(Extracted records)
------------------------------------------------------------
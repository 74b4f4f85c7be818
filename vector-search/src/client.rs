//! REST client for a managed vector-search index.
//!
//! The index embeds the query text itself, so the client only ships the text,
//! the wanted columns and the result count:
//! - POST {host}/api/2.0/vector-search/indexes/{index}/query

use std::time::{Duration, Instant};

use reqwest::header;
use services::retry::RetryPolicy;
use tracing::{debug, error, info, warn};

use crate::errors::vector_search_error::VectorSearchError;
use crate::structs::query::{QueryRequest, QueryResponse, RECORD_COLUMNS};
use crate::structs::retrieved_record::{QueryFilters, RetrievedRecord};
use crate::structs::vector_search_config::VectorSearchConfig;

/// Max characters kept from an error body.
const SNIPPET_MAX_CHARS: usize = 240;

/// Max characters of the query echoed to logs.
const LOG_QUERY_CHARS: usize = 100;

/// Similarity-query client. Stateless between calls; share it behind an `Arc`.
#[derive(Debug)]
pub struct VectorSearchClient {
    client: reqwest::Client,
    cfg: VectorSearchConfig,
    url_query: String,
    retry: RetryPolicy,
}

impl VectorSearchClient {
    /// Validates `cfg` and builds the HTTP client (bearer auth, timeout).
    pub fn new(cfg: VectorSearchConfig) -> Result<Self, VectorSearchError> {
        cfg.validate()?;

        let mut headers = header::HeaderMap::new();
        let auth = header::HeaderValue::from_str(&format!("Bearer {}", cfg.workspace.token))
            .map_err(|e| VectorSearchError::InvalidConfig(format!("invalid token header: {e}")))?;
        headers.insert(header::AUTHORIZATION, auth);
        headers.insert(
            header::CONTENT_TYPE,
            header::HeaderValue::from_static("application/json"),
        );

        let client = reqwest::Client::builder()
            .timeout(Duration::from_secs(cfg.index.timeout_secs))
            .default_headers(headers)
            .build()?;

        let url_query = cfg.query_url();

        info!(
            endpoint = %cfg.index.endpoint,
            index = %cfg.index.index,
            top_k = cfg.search.top_k,
            similarity_threshold = cfg.search.similarity_threshold,
            "VectorSearchClient initialized"
        );

        Ok(Self {
            client,
            retry: RetryPolicy::with_attempts(cfg.index.max_retries),
            cfg,
            url_query,
        })
    }

    pub fn config(&self) -> &VectorSearchConfig {
        &self.cfg
    }

    /// Default result count from config.
    pub fn default_top_k(&self) -> usize {
        self.cfg.search.top_k
    }

    /// Returns up to `top_k` records most similar to `query`, ranked by the
    /// index. A blank query returns no records without calling the service.
    pub async fn retrieve(
        &self,
        query: &str,
        top_k: Option<usize>,
        filters: Option<&QueryFilters>,
    ) -> Result<Vec<RetrievedRecord>, VectorSearchError> {
        if query.trim().is_empty() {
            warn!("empty query provided to retrieve");
            return Ok(Vec::new());
        }

        let k = top_k.unwrap_or(self.cfg.search.top_k);
        let filters_json = match filters {
            Some(f) if !f.is_empty() => Some(f.to_json()?),
            _ => None,
        };

        info!(
            top_k = k,
            query = %truncate_chars(query, LOG_QUERY_CHARS),
            filtered = filters_json.is_some(),
            "retrieving"
        );

        let body = QueryRequest {
            query_text: query,
            columns: &RECORD_COLUMNS,
            num_results: k,
            filters_json,
        };

        let resp: QueryResponse = self
            .retry
            .run("vector_search.query", || self.send_once(&body))
            .await?;
        let records = resp.into_records()?;

        info!(retrieved = records.len(), "retrieval finished");
        Ok(records)
    }

    /// [`retrieve`](Self::retrieve) restricted to one site section
    /// (`plans`, `help`, `solar`, ...).
    pub async fn retrieve_by_section(
        &self,
        query: &str,
        section: &str,
        top_k: Option<usize>,
    ) -> Result<Vec<RetrievedRecord>, VectorSearchError> {
        let filters = QueryFilters::section(section);
        self.retrieve(query, top_k, Some(&filters)).await
    }

    /// One-result query for `"test"`. Never fails; errors are logged.
    pub async fn health_check(&self) -> bool {
        let body = QueryRequest {
            query_text: "test",
            columns: &RECORD_COLUMNS[..1],
            num_results: 1,
            filters_json: None,
        };
        match self.send_once(&body).await {
            Ok(_) => true,
            Err(e) => {
                error!(error = %e, "vector search health check failed");
                false
            }
        }
    }

    async fn send_once(&self, body: &QueryRequest<'_>) -> Result<QueryResponse, VectorSearchError> {
        let started = Instant::now();
        debug!(num_results = body.num_results, "POST {}", self.url_query);

        let resp = self.client.post(&self.url_query).json(body).send().await?;

        let status = resp.status();
        if !status.is_success() {
            let text = resp.text().await.unwrap_or_default();
            let flat = text.split_whitespace().collect::<Vec<_>>().join(" ");
            let snippet = truncate_chars(&flat, SNIPPET_MAX_CHARS);
            error!(
                %status,
                url = %self.url_query,
                %snippet,
                latency_ms = started.elapsed().as_millis() as u64,
                "vector search returned non-success status"
            );
            return Err(VectorSearchError::Status {
                status,
                url: self.url_query.clone(),
                snippet,
            });
        }

        let out = resp
            .json::<QueryResponse>()
            .await
            .map_err(|e| VectorSearchError::Decode(format!("serde error: {e}")))?;

        debug!(
            latency_ms = started.elapsed().as_millis() as u64,
            "vector search query completed"
        );
        Ok(out)
    }
}

/// First `max` characters of `s` (char-boundary safe).
pub(crate) fn truncate_chars(s: &str, max: usize) -> String {
    s.chars().take(max).collect()
}

#[cfg(test)]
mod tests {
    use serde_json::{Value, json};
    use tokio::{
        io::{AsyncReadExt, AsyncWriteExt},
        net::{TcpListener, TcpStream},
        sync::mpsc,
    };

    use super::*;
    use crate::structs::vector_search_config::{IndexConfig, SearchConfig, WorkspaceConfig};

    fn client_for(host: &str) -> VectorSearchClient {
        let cfg = VectorSearchConfig {
            workspace: WorkspaceConfig {
                host: host.into(),
                token: "t".into(),
            },
            index: IndexConfig {
                timeout_secs: 1,
                max_retries: 1,
                ..IndexConfig::default()
            },
            search: SearchConfig::default(),
        };
        VectorSearchClient::new(cfg).unwrap()
    }

    fn unreachable_client() -> VectorSearchClient {
        client_for("http://127.0.0.1:9")
    }

    /// Answers every query with `response` and forwards each request body.
    async fn recording_index(response: Value) -> (String, mpsc::UnboundedReceiver<Value>) {
        let listener = TcpListener::bind("127.0.0.1:0").await.unwrap();
        let host = format!("http://{}", listener.local_addr().unwrap());
        let (tx, rx) = mpsc::unbounded_channel();
        let payload = response.to_string();
        tokio::spawn(async move {
            while let Ok((mut sock, _)) = listener.accept().await {
                if let Some(body) = read_body(&mut sock).await {
                    let _ = tx.send(serde_json::from_slice(&body).unwrap_or(Value::Null));
                }
                let head = format!(
                    "HTTP/1.1 200 OK\r\ncontent-type: application/json\r\ncontent-length: {}\r\nconnection: close\r\n\r\n",
                    payload.len()
                );
                let _ = sock.write_all(head.as_bytes()).await;
                let _ = sock.write_all(payload.as_bytes()).await;
                let _ = sock.shutdown().await;
            }
        });
        (host, rx)
    }

    async fn read_body(sock: &mut TcpStream) -> Option<Vec<u8>> {
        let mut buf = Vec::new();
        let mut chunk = [0u8; 4096];
        loop {
            let n = sock.read(&mut chunk).await.ok()?;
            if n == 0 {
                return None;
            }
            buf.extend_from_slice(&chunk[..n]);
            let Some(end) = buf.windows(4).position(|w| w == b"\r\n\r\n") else {
                continue;
            };
            let head = String::from_utf8_lossy(&buf[..end]).to_lowercase();
            let body_len = head
                .lines()
                .find_map(|l| l.strip_prefix("content-length:"))
                .and_then(|v| v.trim().parse::<usize>().ok())
                .unwrap_or(0);
            if buf.len() >= end + 4 + body_len {
                return Some(buf[end + 4..end + 4 + body_len].to_vec());
            }
        }
    }

    #[tokio::test]
    async fn retrieve_by_section_sends_section_filter() {
        let (host, mut bodies) = recording_index(json!({
            "manifest": { "columns": [
                {"name": "chunk_id"}, {"name": "chunk_text"}, {"name": "url"},
                {"name": "title"}, {"name": "section"}, {"name": "score"}
            ]},
            "result": { "data_array": [
                ["c1", "Fixed rate plans lock your usage rates.", "https://example.com/plans",
                 "Plans", "plans", 0.91]
            ]}
        }))
        .await;
        let client = client_for(&host);

        let records = client
            .retrieve_by_section("which plans are fixed", "plans", Some(2))
            .await
            .unwrap();
        assert_eq!(records.len(), 1);
        assert_eq!(records[0].url, "https://example.com/plans");

        let sent = bodies.recv().await.unwrap();
        assert_eq!(sent["query_text"], "which plans are fixed");
        assert_eq!(sent["num_results"], 2);
        assert_eq!(sent["filters_json"], r#"{"section":"plans"}"#);
    }

    #[tokio::test]
    async fn unfiltered_retrieve_omits_filters() {
        let (host, mut bodies) = recording_index(json!({})).await;
        let client = client_for(&host);

        assert!(client.retrieve("pay my bill", None, None).await.unwrap().is_empty());
        let sent = bodies.recv().await.unwrap();
        assert!(sent.get("filters_json").is_none());
        assert_eq!(sent["num_results"], client.default_top_k());
    }

    #[tokio::test]
    async fn blank_query_returns_nothing_without_a_network_call() {
        let client = unreachable_client();
        assert!(client.retrieve("   ", None, None).await.unwrap().is_empty());
        assert!(client.retrieve("", Some(5), None).await.unwrap().is_empty());
    }

    #[tokio::test]
    async fn transport_failure_is_an_error() {
        let client = unreachable_client();
        assert!(matches!(
            client.retrieve("how do I pay my bill", None, None).await,
            Err(VectorSearchError::Http(_))
        ));
    }

    #[tokio::test]
    async fn health_check_swallows_errors() {
        assert!(!unreachable_client().health_check().await);
    }

    #[test]
    fn new_rejects_invalid_config() {
        let mut cfg = unreachable_client().config().clone();
        cfg.search.top_k = 0;
        assert!(VectorSearchClient::new(cfg).is_err());
    }

    #[test]
    fn truncation_respects_char_boundaries() {
        assert_eq!(truncate_chars("héllo", 2), "hé");
        assert_eq!(truncate_chars("hi", 10), "hi");
    }
}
------------------------------------------------------------
• [To do] Reproduce all lines from the records above that include the word "HeaderValue".

• [Task answer]
        let auth = header::HeaderValue::from_str(&format!("Bearer {}", cfg.workspace.token))
            header::HeaderValue::from_static("application/json"),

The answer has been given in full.